_WORK INSTRUCTION_
Read through the data, and wherever a line holds the word "calls", write that line out.
======== EXTRACTED RECORDS ========
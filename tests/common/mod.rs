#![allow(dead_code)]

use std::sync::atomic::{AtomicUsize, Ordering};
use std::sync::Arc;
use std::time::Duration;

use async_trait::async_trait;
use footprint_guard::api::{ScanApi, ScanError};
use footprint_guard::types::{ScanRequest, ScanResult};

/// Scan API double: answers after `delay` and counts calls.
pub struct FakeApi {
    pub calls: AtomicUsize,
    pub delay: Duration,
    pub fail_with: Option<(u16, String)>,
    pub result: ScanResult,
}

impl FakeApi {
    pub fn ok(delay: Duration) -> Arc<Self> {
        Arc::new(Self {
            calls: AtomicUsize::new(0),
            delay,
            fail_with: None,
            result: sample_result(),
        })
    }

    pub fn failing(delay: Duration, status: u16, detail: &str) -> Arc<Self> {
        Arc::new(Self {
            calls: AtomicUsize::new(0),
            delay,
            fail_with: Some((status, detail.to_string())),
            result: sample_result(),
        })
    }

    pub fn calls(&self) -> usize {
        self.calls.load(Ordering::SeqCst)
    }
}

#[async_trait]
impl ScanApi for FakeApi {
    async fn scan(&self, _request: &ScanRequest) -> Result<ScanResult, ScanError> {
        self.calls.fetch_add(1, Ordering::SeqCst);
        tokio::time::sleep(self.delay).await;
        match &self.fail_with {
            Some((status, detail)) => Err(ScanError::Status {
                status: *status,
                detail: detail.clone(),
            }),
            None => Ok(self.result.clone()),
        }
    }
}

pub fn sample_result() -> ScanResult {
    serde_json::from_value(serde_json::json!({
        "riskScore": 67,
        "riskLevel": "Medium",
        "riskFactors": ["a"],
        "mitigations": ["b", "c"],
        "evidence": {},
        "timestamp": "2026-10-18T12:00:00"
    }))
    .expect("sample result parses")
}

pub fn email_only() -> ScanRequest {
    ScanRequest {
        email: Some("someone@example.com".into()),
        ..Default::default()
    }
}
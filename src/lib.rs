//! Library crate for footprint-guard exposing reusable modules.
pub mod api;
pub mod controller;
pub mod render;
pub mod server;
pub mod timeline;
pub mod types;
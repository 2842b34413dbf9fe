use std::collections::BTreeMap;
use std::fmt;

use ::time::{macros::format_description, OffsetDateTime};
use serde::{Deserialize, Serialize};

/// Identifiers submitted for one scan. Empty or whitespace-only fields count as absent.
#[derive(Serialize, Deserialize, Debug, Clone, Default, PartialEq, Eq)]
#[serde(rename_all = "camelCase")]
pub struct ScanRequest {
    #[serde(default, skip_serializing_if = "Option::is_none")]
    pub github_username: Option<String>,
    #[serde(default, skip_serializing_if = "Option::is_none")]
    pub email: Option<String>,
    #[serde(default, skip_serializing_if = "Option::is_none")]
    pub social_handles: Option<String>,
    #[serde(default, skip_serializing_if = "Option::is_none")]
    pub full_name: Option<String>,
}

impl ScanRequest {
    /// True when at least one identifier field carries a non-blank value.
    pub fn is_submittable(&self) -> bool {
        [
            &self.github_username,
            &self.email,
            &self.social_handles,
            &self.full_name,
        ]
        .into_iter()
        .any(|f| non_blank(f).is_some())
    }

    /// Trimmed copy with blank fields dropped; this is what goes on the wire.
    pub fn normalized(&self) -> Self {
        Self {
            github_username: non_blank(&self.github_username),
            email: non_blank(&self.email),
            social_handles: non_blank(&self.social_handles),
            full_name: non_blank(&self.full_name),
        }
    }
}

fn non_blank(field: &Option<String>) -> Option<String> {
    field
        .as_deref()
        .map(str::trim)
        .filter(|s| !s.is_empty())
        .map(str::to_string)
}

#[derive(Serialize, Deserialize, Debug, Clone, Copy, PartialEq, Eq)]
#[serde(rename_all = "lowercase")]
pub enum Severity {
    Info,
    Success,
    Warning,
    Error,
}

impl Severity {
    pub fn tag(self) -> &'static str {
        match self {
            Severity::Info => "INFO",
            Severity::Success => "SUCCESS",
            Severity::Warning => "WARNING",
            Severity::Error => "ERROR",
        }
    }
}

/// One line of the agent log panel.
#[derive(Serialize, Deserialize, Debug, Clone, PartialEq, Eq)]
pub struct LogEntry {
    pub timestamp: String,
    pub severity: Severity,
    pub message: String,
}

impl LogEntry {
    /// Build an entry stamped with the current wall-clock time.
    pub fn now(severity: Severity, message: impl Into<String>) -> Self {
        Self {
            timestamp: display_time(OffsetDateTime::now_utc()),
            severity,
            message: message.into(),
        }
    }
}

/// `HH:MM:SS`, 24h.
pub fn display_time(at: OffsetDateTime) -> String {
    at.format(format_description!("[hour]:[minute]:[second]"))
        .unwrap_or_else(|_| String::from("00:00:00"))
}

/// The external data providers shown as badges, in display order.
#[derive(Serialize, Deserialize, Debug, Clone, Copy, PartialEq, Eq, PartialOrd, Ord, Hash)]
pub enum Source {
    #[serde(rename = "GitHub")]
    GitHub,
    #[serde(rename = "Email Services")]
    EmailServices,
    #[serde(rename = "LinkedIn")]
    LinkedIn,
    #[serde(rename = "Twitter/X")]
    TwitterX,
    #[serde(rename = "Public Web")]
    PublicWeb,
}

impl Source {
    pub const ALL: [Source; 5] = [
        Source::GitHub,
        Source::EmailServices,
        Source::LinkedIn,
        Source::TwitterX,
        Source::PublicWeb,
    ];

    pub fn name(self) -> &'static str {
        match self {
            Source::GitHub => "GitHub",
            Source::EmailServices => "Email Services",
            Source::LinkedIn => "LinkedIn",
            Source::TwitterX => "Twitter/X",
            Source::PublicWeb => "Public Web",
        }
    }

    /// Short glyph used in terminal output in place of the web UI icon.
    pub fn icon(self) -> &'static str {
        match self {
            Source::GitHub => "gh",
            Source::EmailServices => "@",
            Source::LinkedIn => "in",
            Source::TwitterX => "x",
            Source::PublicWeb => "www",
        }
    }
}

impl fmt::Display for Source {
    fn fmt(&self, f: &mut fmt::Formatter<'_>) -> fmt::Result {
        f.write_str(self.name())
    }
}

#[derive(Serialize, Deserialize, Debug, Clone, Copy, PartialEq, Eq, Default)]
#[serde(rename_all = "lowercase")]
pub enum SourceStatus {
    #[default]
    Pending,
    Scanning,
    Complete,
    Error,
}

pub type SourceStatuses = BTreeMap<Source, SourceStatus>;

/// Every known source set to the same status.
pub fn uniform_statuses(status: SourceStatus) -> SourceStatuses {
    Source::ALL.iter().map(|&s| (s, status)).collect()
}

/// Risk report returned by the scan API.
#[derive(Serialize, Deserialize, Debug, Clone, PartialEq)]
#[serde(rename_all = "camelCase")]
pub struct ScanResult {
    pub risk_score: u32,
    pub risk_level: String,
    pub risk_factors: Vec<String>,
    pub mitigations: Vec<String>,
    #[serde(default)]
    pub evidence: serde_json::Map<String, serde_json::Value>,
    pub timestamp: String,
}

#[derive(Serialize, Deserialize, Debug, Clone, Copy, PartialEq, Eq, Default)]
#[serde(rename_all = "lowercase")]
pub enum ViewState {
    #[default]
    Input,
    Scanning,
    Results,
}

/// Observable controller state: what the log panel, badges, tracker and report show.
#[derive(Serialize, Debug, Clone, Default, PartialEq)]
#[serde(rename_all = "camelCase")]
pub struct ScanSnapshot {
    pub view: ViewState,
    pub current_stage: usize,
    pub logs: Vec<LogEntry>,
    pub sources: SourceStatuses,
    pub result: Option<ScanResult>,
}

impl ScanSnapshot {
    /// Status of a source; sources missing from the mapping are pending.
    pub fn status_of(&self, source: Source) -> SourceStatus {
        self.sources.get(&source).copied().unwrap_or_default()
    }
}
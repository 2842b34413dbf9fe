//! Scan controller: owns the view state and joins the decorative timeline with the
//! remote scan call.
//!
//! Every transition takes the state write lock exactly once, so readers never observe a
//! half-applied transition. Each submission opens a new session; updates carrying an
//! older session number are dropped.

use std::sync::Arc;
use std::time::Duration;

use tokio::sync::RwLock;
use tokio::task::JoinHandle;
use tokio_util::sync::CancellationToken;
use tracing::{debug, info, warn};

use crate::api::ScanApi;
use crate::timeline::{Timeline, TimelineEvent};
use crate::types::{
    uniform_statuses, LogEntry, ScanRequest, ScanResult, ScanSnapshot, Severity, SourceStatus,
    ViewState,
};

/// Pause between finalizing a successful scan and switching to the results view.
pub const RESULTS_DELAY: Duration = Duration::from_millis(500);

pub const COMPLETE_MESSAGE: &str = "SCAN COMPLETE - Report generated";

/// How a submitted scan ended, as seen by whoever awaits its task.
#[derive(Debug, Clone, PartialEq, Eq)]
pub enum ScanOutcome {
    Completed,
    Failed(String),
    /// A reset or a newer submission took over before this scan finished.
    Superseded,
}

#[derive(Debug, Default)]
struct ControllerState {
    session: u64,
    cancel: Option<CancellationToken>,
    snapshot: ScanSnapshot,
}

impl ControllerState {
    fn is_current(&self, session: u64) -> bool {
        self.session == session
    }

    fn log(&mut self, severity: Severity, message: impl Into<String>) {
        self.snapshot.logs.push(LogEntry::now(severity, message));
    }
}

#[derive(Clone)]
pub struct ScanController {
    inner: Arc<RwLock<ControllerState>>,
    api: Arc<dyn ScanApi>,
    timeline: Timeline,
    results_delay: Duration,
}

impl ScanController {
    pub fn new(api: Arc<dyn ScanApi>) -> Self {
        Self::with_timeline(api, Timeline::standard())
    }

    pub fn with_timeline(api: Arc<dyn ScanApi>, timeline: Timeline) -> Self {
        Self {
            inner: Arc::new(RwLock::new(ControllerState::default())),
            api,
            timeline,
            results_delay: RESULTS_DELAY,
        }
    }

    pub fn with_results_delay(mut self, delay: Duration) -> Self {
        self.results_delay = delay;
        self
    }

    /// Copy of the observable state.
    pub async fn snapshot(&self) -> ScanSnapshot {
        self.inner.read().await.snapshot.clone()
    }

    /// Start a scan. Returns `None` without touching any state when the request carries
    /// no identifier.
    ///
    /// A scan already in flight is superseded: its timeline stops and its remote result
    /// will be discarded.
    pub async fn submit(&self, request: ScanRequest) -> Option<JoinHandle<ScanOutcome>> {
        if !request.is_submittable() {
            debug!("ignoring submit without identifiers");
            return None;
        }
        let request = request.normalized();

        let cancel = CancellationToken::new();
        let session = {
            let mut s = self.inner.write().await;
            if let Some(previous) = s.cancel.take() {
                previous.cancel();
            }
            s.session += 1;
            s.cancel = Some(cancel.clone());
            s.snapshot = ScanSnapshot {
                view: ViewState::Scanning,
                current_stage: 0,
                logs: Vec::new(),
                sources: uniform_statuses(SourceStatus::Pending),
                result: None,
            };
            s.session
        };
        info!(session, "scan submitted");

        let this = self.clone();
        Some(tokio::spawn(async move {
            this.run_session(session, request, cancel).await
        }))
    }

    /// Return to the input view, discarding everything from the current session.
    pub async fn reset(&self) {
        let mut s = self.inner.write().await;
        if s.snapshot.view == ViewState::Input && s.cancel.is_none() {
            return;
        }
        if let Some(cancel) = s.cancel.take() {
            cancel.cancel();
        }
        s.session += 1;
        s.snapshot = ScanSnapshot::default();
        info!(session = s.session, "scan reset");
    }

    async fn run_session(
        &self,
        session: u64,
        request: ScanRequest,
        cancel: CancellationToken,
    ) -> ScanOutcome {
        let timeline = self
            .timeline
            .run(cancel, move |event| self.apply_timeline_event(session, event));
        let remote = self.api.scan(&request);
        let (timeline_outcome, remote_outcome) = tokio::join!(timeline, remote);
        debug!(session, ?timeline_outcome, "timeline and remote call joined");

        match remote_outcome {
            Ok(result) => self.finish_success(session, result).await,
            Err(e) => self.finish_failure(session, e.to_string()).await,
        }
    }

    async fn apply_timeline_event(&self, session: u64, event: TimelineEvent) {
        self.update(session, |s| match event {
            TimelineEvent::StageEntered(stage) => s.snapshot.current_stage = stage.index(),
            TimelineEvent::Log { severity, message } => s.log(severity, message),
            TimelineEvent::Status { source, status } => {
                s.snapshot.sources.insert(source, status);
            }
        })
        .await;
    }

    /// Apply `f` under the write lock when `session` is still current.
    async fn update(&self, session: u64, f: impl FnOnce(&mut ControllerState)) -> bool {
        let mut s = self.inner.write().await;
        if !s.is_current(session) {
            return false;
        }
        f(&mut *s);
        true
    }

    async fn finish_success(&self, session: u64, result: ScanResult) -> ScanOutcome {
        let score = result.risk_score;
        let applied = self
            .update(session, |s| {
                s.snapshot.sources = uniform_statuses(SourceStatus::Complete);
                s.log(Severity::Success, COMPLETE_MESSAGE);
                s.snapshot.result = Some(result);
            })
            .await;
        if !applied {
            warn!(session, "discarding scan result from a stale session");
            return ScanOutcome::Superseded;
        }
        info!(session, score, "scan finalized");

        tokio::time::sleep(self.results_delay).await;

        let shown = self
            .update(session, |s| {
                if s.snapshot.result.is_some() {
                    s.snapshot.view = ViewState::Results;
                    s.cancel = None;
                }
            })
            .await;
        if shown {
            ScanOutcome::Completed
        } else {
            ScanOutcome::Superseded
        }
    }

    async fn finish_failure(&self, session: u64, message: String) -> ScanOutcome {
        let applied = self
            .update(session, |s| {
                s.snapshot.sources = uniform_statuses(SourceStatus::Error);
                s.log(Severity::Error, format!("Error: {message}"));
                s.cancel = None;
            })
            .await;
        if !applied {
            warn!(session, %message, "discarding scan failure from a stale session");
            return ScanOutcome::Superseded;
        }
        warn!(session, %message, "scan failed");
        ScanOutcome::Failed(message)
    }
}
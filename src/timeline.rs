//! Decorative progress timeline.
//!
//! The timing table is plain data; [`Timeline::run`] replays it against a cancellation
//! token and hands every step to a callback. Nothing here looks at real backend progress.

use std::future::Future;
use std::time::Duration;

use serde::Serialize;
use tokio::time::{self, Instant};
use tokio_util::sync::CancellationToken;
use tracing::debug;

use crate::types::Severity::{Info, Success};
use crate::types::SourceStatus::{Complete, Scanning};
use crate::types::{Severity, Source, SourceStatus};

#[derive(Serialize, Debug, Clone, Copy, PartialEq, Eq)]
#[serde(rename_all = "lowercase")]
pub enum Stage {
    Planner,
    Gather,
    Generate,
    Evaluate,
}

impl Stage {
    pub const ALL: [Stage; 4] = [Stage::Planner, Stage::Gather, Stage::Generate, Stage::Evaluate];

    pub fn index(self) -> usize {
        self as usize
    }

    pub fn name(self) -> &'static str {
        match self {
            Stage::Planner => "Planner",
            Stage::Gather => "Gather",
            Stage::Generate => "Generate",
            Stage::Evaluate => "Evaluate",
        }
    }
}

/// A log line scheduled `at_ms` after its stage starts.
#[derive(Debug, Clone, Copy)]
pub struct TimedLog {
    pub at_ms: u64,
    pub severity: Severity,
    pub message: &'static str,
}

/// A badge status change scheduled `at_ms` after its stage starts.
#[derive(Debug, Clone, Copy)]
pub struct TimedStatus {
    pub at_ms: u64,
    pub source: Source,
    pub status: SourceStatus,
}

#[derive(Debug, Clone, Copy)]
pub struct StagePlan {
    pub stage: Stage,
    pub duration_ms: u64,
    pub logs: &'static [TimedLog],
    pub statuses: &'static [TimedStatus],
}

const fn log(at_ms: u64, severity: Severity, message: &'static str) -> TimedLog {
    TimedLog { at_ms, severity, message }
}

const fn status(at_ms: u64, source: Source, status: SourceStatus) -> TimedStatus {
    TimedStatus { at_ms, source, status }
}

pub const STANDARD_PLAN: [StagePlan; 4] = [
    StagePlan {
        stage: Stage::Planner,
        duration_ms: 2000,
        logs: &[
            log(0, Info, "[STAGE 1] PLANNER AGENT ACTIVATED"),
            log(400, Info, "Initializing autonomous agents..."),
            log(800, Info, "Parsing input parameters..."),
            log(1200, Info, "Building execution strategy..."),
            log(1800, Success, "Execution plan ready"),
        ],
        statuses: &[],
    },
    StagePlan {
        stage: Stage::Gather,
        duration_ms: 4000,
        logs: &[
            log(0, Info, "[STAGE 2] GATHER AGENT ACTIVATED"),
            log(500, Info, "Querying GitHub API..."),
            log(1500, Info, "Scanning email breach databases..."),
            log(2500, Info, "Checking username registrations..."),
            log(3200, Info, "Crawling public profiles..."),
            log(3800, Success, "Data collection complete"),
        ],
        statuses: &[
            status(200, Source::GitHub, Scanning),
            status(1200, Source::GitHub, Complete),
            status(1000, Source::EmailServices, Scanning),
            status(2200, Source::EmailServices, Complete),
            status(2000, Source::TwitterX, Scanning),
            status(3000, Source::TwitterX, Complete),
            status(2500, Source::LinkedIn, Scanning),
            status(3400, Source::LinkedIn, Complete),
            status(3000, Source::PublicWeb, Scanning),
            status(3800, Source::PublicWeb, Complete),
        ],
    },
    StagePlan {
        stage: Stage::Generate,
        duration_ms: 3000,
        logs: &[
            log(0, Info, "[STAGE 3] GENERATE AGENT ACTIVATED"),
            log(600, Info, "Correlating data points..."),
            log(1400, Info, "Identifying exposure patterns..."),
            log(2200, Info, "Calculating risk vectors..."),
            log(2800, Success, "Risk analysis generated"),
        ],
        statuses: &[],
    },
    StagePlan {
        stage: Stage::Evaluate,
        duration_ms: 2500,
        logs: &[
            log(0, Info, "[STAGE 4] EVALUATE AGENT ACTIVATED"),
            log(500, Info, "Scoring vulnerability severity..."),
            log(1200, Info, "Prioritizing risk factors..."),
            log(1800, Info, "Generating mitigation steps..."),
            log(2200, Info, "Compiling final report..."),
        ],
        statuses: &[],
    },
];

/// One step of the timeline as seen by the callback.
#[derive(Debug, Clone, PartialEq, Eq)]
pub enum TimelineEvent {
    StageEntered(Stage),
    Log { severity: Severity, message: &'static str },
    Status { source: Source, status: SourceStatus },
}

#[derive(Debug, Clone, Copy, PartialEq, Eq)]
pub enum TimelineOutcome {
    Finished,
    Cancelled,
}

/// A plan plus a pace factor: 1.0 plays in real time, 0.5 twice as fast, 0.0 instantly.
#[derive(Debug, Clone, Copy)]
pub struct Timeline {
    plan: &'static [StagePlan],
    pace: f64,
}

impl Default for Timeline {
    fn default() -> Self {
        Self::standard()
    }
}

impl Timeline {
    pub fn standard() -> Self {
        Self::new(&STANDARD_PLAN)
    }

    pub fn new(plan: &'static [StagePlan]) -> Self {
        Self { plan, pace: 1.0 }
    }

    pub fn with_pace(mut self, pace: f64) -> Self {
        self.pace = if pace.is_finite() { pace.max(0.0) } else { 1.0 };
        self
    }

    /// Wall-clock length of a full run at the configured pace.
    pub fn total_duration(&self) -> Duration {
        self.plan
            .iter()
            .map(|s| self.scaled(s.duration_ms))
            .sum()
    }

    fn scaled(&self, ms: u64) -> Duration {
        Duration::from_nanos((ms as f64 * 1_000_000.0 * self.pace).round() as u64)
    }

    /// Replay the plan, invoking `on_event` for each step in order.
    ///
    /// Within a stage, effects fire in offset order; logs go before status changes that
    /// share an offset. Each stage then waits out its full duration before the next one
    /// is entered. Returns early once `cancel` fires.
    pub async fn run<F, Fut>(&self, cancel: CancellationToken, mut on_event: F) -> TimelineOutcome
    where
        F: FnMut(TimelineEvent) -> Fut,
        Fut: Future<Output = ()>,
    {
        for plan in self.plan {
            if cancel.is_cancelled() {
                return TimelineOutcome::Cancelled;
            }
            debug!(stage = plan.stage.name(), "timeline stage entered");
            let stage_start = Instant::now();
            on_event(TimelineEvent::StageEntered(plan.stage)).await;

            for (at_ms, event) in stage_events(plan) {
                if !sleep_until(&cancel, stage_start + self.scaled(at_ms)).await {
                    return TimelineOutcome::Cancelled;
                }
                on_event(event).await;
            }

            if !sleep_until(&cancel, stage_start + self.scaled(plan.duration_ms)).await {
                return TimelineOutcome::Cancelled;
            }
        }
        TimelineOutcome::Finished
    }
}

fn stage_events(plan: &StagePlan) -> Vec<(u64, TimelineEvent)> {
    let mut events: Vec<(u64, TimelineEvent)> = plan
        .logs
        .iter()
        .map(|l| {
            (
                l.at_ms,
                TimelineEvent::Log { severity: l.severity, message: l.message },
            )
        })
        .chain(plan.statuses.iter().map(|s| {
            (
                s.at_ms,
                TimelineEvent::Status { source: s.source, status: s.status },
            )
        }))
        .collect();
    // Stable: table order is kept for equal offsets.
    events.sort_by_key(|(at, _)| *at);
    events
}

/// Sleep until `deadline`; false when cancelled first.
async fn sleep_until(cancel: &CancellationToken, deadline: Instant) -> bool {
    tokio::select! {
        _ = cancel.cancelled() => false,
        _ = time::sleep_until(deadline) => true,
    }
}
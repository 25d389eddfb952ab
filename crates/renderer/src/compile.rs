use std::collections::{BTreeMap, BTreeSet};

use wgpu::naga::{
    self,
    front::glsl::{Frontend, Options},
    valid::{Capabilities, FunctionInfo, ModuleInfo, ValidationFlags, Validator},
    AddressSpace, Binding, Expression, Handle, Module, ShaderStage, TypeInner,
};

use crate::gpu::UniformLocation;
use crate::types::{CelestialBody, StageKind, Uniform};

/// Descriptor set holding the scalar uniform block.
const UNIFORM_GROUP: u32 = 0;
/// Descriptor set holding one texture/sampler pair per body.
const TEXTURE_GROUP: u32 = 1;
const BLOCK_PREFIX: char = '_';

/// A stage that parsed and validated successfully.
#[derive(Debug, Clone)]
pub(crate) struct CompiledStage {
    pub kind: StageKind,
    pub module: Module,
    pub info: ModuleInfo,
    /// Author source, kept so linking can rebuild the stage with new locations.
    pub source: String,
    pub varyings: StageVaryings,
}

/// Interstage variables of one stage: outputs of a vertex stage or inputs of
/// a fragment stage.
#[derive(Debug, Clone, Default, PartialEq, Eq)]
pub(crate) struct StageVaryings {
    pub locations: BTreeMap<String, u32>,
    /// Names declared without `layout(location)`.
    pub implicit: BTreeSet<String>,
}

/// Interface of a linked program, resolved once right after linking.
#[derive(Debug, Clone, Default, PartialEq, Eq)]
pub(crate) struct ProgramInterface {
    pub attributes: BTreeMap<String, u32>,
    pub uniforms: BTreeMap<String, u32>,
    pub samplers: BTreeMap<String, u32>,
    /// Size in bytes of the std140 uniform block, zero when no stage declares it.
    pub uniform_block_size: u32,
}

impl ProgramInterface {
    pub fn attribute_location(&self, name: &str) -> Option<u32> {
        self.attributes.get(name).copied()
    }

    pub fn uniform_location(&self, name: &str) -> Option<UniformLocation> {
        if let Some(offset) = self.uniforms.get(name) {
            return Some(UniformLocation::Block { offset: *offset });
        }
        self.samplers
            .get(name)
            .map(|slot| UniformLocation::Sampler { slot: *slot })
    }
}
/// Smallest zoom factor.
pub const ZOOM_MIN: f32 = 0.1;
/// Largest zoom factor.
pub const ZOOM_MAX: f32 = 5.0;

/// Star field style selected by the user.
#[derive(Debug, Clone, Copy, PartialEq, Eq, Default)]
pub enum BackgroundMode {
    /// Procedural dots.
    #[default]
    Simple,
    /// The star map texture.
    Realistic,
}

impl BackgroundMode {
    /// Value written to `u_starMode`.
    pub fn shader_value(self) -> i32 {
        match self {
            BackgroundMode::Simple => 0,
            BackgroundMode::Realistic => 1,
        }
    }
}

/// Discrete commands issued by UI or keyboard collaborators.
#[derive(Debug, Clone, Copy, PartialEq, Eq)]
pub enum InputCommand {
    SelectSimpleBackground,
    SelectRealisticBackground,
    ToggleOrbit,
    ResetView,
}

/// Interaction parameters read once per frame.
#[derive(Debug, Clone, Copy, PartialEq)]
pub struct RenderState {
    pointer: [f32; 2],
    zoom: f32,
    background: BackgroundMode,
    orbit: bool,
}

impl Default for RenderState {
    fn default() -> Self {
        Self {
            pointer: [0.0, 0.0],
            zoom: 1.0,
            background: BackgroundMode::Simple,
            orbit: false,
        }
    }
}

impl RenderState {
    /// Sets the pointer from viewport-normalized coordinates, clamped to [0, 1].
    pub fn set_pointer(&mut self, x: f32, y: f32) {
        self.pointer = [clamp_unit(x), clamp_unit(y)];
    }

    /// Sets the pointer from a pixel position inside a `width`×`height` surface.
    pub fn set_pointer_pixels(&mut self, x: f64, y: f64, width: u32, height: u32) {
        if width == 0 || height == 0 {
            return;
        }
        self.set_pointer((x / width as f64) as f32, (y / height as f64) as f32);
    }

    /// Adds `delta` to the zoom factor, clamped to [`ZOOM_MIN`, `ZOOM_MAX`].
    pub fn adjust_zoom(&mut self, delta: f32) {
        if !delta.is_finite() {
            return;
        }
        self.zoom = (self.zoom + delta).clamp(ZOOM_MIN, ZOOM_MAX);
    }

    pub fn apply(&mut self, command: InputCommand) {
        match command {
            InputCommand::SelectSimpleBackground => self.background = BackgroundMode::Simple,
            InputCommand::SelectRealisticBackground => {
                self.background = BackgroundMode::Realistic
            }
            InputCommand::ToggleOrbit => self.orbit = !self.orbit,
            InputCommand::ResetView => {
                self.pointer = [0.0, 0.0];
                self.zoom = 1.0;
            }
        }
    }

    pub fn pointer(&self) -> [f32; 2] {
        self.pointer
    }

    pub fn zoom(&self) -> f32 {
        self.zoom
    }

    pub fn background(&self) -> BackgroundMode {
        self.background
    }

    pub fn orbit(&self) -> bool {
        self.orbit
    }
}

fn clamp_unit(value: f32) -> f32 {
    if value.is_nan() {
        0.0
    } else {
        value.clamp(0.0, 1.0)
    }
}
========
_TASK OUTPUT_
/// Scan API double: answers after `delay` and counts calls.
    pub calls: AtomicUsize,
            calls: AtomicUsize::new(0),
            calls: AtomicUsize::new(0),
    pub fn calls(&self) -> usize {
        self.calls.load(Ordering::SeqCst)
        self.calls.fetch_add(1, Ordering::SeqCst);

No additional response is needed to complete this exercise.